[Data entries]
▬▬▬▬▬▬▬▬▬▬
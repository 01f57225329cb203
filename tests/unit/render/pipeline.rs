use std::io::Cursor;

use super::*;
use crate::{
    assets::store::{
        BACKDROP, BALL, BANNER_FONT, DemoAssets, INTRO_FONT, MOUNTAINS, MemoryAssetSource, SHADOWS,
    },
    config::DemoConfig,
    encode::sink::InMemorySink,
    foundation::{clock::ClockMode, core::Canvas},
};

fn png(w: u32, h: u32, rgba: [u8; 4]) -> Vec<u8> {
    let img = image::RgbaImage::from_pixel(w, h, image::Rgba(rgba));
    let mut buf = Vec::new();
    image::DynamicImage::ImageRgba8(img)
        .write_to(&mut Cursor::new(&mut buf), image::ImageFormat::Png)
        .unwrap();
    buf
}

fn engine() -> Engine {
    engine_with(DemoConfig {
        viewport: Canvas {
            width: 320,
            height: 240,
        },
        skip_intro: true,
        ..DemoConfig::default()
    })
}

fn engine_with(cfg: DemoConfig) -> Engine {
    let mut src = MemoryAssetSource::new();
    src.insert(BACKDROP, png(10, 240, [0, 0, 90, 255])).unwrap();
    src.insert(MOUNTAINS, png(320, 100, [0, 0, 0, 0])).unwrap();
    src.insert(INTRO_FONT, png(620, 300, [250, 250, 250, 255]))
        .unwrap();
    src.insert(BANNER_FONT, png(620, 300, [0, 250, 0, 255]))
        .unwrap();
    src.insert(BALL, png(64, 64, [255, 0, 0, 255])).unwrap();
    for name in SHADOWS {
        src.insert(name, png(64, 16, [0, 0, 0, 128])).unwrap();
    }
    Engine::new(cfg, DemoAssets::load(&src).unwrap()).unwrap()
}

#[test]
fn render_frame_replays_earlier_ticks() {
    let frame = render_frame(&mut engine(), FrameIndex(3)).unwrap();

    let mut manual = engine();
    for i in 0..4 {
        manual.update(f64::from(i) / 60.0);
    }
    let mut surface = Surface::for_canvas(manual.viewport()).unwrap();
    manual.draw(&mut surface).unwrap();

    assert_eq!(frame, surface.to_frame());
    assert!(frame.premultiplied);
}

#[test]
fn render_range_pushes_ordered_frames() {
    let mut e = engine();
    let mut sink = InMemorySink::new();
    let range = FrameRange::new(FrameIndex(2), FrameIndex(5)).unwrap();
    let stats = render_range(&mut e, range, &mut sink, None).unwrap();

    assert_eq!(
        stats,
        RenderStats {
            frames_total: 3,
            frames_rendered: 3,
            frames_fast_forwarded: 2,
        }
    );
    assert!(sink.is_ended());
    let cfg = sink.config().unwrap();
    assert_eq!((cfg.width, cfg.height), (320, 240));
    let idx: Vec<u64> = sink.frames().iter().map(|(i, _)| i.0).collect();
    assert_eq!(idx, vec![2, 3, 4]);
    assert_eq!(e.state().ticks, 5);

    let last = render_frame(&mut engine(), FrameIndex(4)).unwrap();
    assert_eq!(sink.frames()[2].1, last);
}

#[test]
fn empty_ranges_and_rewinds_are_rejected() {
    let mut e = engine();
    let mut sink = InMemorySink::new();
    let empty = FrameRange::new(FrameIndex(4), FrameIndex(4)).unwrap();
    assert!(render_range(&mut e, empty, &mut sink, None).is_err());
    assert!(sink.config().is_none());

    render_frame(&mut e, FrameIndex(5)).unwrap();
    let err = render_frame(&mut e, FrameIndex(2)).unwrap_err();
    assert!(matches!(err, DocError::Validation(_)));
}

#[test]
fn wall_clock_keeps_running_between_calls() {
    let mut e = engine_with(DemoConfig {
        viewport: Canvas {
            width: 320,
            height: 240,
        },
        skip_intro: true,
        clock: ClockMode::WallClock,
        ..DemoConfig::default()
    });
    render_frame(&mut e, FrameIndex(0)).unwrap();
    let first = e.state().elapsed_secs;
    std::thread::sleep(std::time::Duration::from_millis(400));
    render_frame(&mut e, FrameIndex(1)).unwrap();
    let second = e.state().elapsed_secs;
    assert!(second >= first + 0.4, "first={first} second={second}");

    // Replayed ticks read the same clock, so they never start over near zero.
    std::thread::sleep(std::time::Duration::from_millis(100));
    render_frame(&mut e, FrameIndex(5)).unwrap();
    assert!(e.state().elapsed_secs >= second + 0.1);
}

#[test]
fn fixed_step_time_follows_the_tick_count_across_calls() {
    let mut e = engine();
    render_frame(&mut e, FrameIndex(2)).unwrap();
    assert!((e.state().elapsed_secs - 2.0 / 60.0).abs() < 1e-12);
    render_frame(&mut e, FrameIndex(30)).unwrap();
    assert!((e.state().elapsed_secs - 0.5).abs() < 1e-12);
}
▬▬▬▬▬▬▬▬▬▬
*Exercise goal:* What is needed is a word-for-word copy of all the entries.

*Your response:*
repository 01f57225329cb203
filename tests/unit/render/pipeline.rs
use std::io::Cursor;

use super::*;
use crate::{
    assets::store::{
        BACKDROP, BALL, BANNER_FONT, DemoAssets, INTRO_FONT, MOUNTAINS, MemoryAssetSource, SHADOWS,
    },
    config::DemoConfig,
    encode::sink::InMemorySink,
    foundation::{clock::ClockMode, core::Canvas},
};

fn png(w: u32, h: u32, rgba: [u8; 4]) -> Vec<u8> {
    let img = image::RgbaImage::from_pixel(w, h, image::Rgba(rgba));
    let mut buf = Vec::new();
    image::DynamicImage::ImageRgba8(img)
        .write_to(&mut Cursor::new(&mut buf), image::ImageFormat::Png)
        .unwrap();
    buf
}

fn engine() -> Engine {
    engine_with(DemoConfig {
        viewport: Canvas {
            width: 320,
            height: 240,
        },
        skip_intro: true,
        ..DemoConfig::default()
    })
}

fn engine_with(cfg: DemoConfig) -> Engine {
    let mut src = MemoryAssetSource::new();
    src.insert(BACKDROP, png(10, 240, [0, 0, 90, 255])).unwrap();
    src.insert(MOUNTAINS, png(320, 100, [0, 0, 0, 0])).unwrap();
    src.insert(INTRO_FONT, png(620, 300, [250, 250, 250, 255]))
        .unwrap();
    src.insert(BANNER_FONT, png(620, 300, [0, 250, 0, 255]))
        .unwrap();
    src.insert(BALL, png(64, 64, [255, 0, 0, 255])).unwrap();
    for name in SHADOWS {
        src.insert(name, png(64, 16, [0, 0, 0, 128])).unwrap();
    }
    Engine::new(cfg, DemoAssets::load(&src).unwrap()).unwrap()
}

#[test]
fn render_frame_replays_earlier_ticks() {
    let frame = render_frame(&mut engine(), FrameIndex(3)).unwrap();

    let mut manual = engine();
    for i in 0..4 {
        manual.update(f64::from(i) / 60.0);
    }
    let mut surface = Surface::for_canvas(manual.viewport()).unwrap();
    manual.draw(&mut surface).unwrap();

    assert_eq!(frame, surface.to_frame());
    assert!(frame.premultiplied);
}

#[test]
fn render_range_pushes_ordered_frames() {
    let mut e = engine();
    let mut sink = InMemorySink::new();
    let range = FrameRange::new(FrameIndex(2), FrameIndex(5)).unwrap();
    let stats = render_range(&mut e, range, &mut sink, None).unwrap();

    assert_eq!(
        stats,
        RenderStats {
            frames_total: 3,
            frames_rendered: 3,
            frames_fast_forwarded: 2,
        }
    );
    assert!(sink.is_ended());
    let cfg = sink.config().unwrap();
    assert_eq!((cfg.width, cfg.height), (320, 240));
    let idx: Vec<u64> = sink.frames().iter().map(|(i, _)| i.0).collect();
    assert_eq!(idx, vec![2, 3, 4]);
    assert_eq!(e.state().ticks, 5);

    let last = render_frame(&mut engine(), FrameIndex(4)).unwrap();
    assert_eq!(sink.frames()[2].1, last);
}

#[test]
fn empty_ranges_and_rewinds_are_rejected() {
    let mut e = engine();
    let mut sink = InMemorySink::new();
    let empty = FrameRange::new(FrameIndex(4), FrameIndex(4)).unwrap();
    assert!(render_range(&mut e, empty, &mut sink, None).is_err());
    assert!(sink.config().is_none());

    render_frame(&mut e, FrameIndex(5)).unwrap();
    let err = render_frame(&mut e, FrameIndex(2)).unwrap_err();
    assert!(matches!(err, DocError::Validation(_)));
}

#[test]
fn wall_clock_keeps_running_between_calls() {
    let mut e = engine_with(DemoConfig {
        viewport: Canvas {
            width: 320,
            height: 240,
        },
        skip_intro: true,
        clock: ClockMode::WallClock,
        ..DemoConfig::default()
    });
    render_frame(&mut e, FrameIndex(0)).unwrap();
    let first = e.state().elapsed_secs;
    std::thread::sleep(std::time::Duration::from_millis(400));
    render_frame(&mut e, FrameIndex(1)).unwrap();
    let second = e.state().elapsed_secs;
    assert!(second >= first + 0.4, "first={first} second={second}");

    // Replayed ticks read the same clock, so they never start over near zero.
    std::thread::sleep(std::time::Duration::from_millis(100));
    render_frame(&mut e, FrameIndex(5)).unwrap();
    assert!(e.state().elapsed_secs >= second + 0.1);
}

#[test]
fn fixed_step_time_follows_the_tick_count_across_calls() {
    let mut e = engine();
    render_frame(&mut e, FrameIndex(2)).unwrap();
    assert!((e.state().elapsed_secs - 2.0 / 60.0).abs() < 1e-12);
    render_frame(&mut e, FrameIndex(30)).unwrap();
    assert!((e.state().elapsed_secs - 0.5).abs() < 1e-12);
}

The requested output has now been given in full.